Quote from: ProudDad12 on October 02, 2019, 08:58:59 AM
skylark23
, my rambling about boundaries aside, don't let your mom guilt you. I know how it feels, because my mom does the same. I don't/didn't call my mom or FaceTime with the kids as much as I should, but I finally realized that instead of complaining or guilting, my mom instead could have asked to FaceTime or called herself. She once said she didn't because she felt like she was bothering me. And yet, almost every conversation I had with her left me feeling dirty and like a terrible person afterwards (which is why I never wanted to take the initiative). All that to say I realized that in her world, the "excuses" only apply to her and not me. Which in turn made me accept it was a 2 way street, not the 1 way obligation she tried to impose on me.
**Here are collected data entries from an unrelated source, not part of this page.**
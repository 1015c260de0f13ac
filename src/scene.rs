use crate::config::DataConfig;
use crate::geometry::MapViewport;
use crate::models::{LatLng, Line, LineTarget, Report, RouteEditor};

const ROUTE_WIDTH: f64 = 6.0;
const DRAFT_ROUTE_WIDTH: f64 = 4.0;
const ROUTE_ALPHA: f64 = 0.8;
const DRAFT_ROUTE_ALPHA: f64 = 0.7;
const PENDING_ROUTE_ALPHA: f64 = 0.5;
const STATION_RADIUS: f64 = 8.0;
const DRAFT_STATION_RADIUS: f64 = 6.0;
const CORRECTION_POINT_RADIUS: f64 = 5.0;
const REPORT_MARKER_RADIUS: f64 = 9.0;
const PICKED_MARKER_RADIUS: f64 = 10.0;
const PICKED_MARKER_COLOR: &str = "#111827";
const MARKER_OUTLINE: &str = "#ffffff";

/// Identifies what a marker stands for, so a click can be routed back to the model
#[derive(Debug, Clone, Copy, PartialEq, Eq)]
pub enum MarkerKey {
    Station { target: LineTarget, index: usize },
    CorrectionPoint { target: LineTarget, index: usize },
    Report(usize),
    /// Location picked for a new report
    Picked,
}

#[derive(Debug, Clone, Copy, PartialEq, Eq)]
pub enum StrokeStyle {
    Solid,
    /// Dash length and gap in pixels
    Dashed(u8, u8),
}

#[derive(Debug, Clone, PartialEq)]
pub struct Polyline {
    pub points: Vec<LatLng>,
    pub color: String,
    pub width: f64,
    pub alpha: f64,
    pub stroke: StrokeStyle,
}

#[derive(Debug, Clone, PartialEq)]
pub struct Marker {
    pub key: MarkerKey,
    pub position: LatLng,
    pub fill: String,
    pub outline: String,
    pub radius: f64,
    /// Shown next to the marker
    pub label: Option<String>,
    pub draggable: bool,
}

/// Everything the map canvas draws, in drawing order
#[derive(Debug, Clone, Default, PartialEq)]
pub struct MapScene {
    pub polylines: Vec<Polyline>,
    pub markers: Vec<Marker>,
}

impl MapScene {
    /// Every drawn position, for fitting the viewport
    #[must_use]
    pub fn positions(&self) -> Vec<LatLng> {
        self.polylines
            .iter()
            .flat_map(|p| p.points.iter().copied())
            .chain(self.markers.iter().map(|m| m.position))
            .collect()
    }

    /// Topmost marker under a screen position
    #[must_use]
    pub fn marker_at(&self, viewport: &MapViewport, screen: (f64, f64)) -> Option<&Marker> {
        self.markers.iter().rev().find(|marker| {
            let (x, y) = viewport.to_screen(marker.position);
            (x - screen.0).hypot(y - screen.1) <= marker.radius + 4.0
        })
    }
}

fn line_markers(line: &Line, target: LineTarget, radius: f64, draggable: bool, markers: &mut Vec<Marker>) {
    markers.extend(line.stations.iter().enumerate().map(|(index, station)| Marker {
        key: MarkerKey::Station { target, index },
        position: station.position(),
        fill: line.color.clone(),
        outline: MARKER_OUTLINE.to_string(),
        radius,
        label: Some(station.name.clone()),
        draggable,
    }));
}

fn correction_markers(line: &Line, target: LineTarget, markers: &mut Vec<Marker>) {
    markers.extend(line.correction_points.iter().enumerate().map(|(index, point)| Marker {
        key: MarkerKey::CorrectionPoint { target, index },
        position: *point,
        fill: MARKER_OUTLINE.to_string(),
        outline: line.color.clone(),
        radius: CORRECTION_POINT_RADIUS,
        label: None,
        draggable: false,
    }));
}

/// Finalized lines, then the draft on top. Stations are draggable only on the
/// line being edited; correction points are shown for the active line.
#[must_use]
pub fn route_scene(editor: &RouteEditor) -> MapScene {
    let mut scene = MapScene::default();
    let active = editor.active_target();

    for (index, line) in editor.lines().iter().enumerate() {
        let target = LineTarget::Line(index);
        let is_active = active == Some(target);
        scene.polylines.push(Polyline {
            points: line.display_path(),
            color: line.color.clone(),
            width: ROUTE_WIDTH,
            alpha: ROUTE_ALPHA,
            stroke: StrokeStyle::Solid,
        });
        line_markers(line, target, STATION_RADIUS, is_active, &mut scene.markers);
        if is_active {
            correction_markers(line, target, &mut scene.markers);
        }
    }

    if let Some(draft) = editor.session().draft() {
        let (alpha, stroke) = if editor.routing.use_street_routing {
            (PENDING_ROUTE_ALPHA, StrokeStyle::Dashed(10, 10))
        } else {
            (DRAFT_ROUTE_ALPHA, StrokeStyle::Dashed(5, 5))
        };
        if draft.stations.len() > 1 || draft.routed_geometry.is_some() {
            scene.polylines.push(Polyline {
                points: draft.display_path(),
                color: draft.color.clone(),
                width: DRAFT_ROUTE_WIDTH,
                alpha,
                stroke,
            });
        }
        line_markers(draft, LineTarget::Draft, DRAFT_STATION_RADIUS, true, &mut scene.markers);
        correction_markers(draft, LineTarget::Draft, &mut scene.markers);
    }

    scene
}

/// One coloured marker per report, plus the picked location on top
#[must_use]
pub fn report_scene(reports: &[Report], config: &DataConfig, picked: Option<LatLng>) -> MapScene {
    let mut markers: Vec<Marker> = reports
        .iter()
        .enumerate()
        .map(|(index, report)| Marker {
            key: MarkerKey::Report(index),
            position: report.location,
            fill: config.problem_style(&report.problem_type).color,
            outline: MARKER_OUTLINE.to_string(),
            radius: REPORT_MARKER_RADIUS,
            label: None,
            draggable: false,
        })
        .collect();
    if let Some(position) = picked {
        markers.push(Marker {
            key: MarkerKey::Picked,
            position,
            fill: PICKED_MARKER_COLOR.to_string(),
            outline: MARKER_OUTLINE.to_string(),
            radius: PICKED_MARKER_RADIUS,
            label: Some("Nuevo reporte".to_string()),
            draggable: true,
        });
    }
    MapScene {
        polylines: Vec::new(),
        markers,
    }
}

#[cfg(test)]
mod tests {
    use super::*;
    use crate::models::Priority;

    fn editor_with_line() -> RouteEditor {
        let mut editor = RouteEditor::new();
        editor.start_line("L1", "#ff0000").expect("valid line");
        editor.add_station("A", (14.6, -90.5)).expect("valid station");
        editor.add_station("B", (14.7, -90.4)).expect("valid station");
        editor.finish_line().expect("line has stations");
        editor
    }

    #[test]
    fn test_idle_lines_are_read_only() {
        let scene = route_scene(&editor_with_line());
        assert_eq!(scene.polylines.len(), 1);
        assert_eq!(scene.markers.len(), 2);
        assert!(scene.markers.iter().all(|m| !m.draggable));
        assert_eq!(scene.markers[0].label.as_deref(), Some("A"));
    }

    #[test]
    fn test_edited_line_is_draggable() {
        let mut editor = editor_with_line();
        editor.start_editing(0).expect("line exists");
        editor.add_correction_point((14.65, -90.45)).expect("valid point");
        let scene = route_scene(&editor);
        assert_eq!(scene.markers.len(), 3);
        assert!(scene.markers[0].draggable);
        assert_eq!(
            scene.markers[2].key,
            MarkerKey::CorrectionPoint { target: LineTarget::Line(0), index: 0 }
        );
    }

    #[test]
    fn test_draft_is_drawn_dashed_on_top() {
        let mut editor = editor_with_line();
        editor.start_line("L2", "#00ff00").expect("valid line");
        editor.add_station("X", (14.5, -90.6)).expect("valid station");
        let scene = route_scene(&editor);
        // A single draft station has no polyline yet
        assert_eq!(scene.polylines.len(), 1);

        editor.add_station("Y", (14.55, -90.65)).expect("valid station");
        let scene = route_scene(&editor);
        assert_eq!(scene.polylines.len(), 2);
        assert_eq!(scene.polylines[1].stroke, StrokeStyle::Dashed(5, 5));
        assert_eq!(
            scene.markers.last().map(|m| m.key),
            Some(MarkerKey::Station { target: LineTarget::Draft, index: 1 })
        );
    }

    #[test]
    fn test_marker_hit_testing_prefers_topmost() {
        let mut editor = editor_with_line();
        editor.start_line("L2", "#00ff00").expect("valid line");
        editor.add_station("Same place", (14.6, -90.5)).expect("valid station");
        let scene = route_scene(&editor);
        let viewport = MapViewport::new(LatLng { lat: 14.6, lng: -90.5 }, 14.0).with_size(400.0, 300.0);
        let hit = scene.marker_at(&viewport, (200.0, 150.0)).map(|m| m.key);
        assert_eq!(hit, Some(MarkerKey::Station { target: LineTarget::Draft, index: 0 }));
        assert_eq!(scene.marker_at(&viewport, (10.0, 10.0)), None);
    }

    #[test]
    fn test_report_markers_use_problem_colors() {
        let report = Report {
            author: "Ana".to_string(),
            problem_type: "Fuga de agua".to_string(),
            description: String::new(),
            address: String::new(),
            location: LatLng { lat: 14.6, lng: -90.5 },
            date: None,
            raw_date: String::new(),
            status: "Pendiente".to_string(),
            days_since: 0,
            priority: Priority::High,
        };
        let picked = LatLng { lat: 14.61, lng: -90.51 };
        let scene = report_scene(&[report], &DataConfig::default(), Some(picked));
        assert_eq!(scene.markers[0].fill, "#3b82f6");
        assert_eq!(scene.markers[0].key, MarkerKey::Report(0));
        assert_eq!(scene.markers[1].key, MarkerKey::Picked);
        assert!(scene.markers[1].draggable);
    }
}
Not sure if that helped... just trying to say I can empathize with your situation. It is hard, so hard, but do your best to not let her guilt you... its one of our moms' biggest tools because it works!
ProudDad12, Thank you! Your entire post was helpful and encouraging today. I do think that I have a couple of areas where I will need to firmly let her know that I am not okay with the way that she is talking about my kids. I am also not okay with the way she is talking about my husband at the moment, but as I've only heard it from a third party, I won't be addressing it yet. I'm working hard at not taking responsibility for her behavior, or what she says.
I can absolutely understand about feeling like a dirty person after conversation - it happens often even with just the texts or messages. It helps to think of it the way you are doing - it is a two-way street and she is making her choices as well and I'm going to respect them even if I'm not happy about them, and not feel guilty for them or my own boundaries. At least, work on not feeling guilty, ha! I hope that makes sense.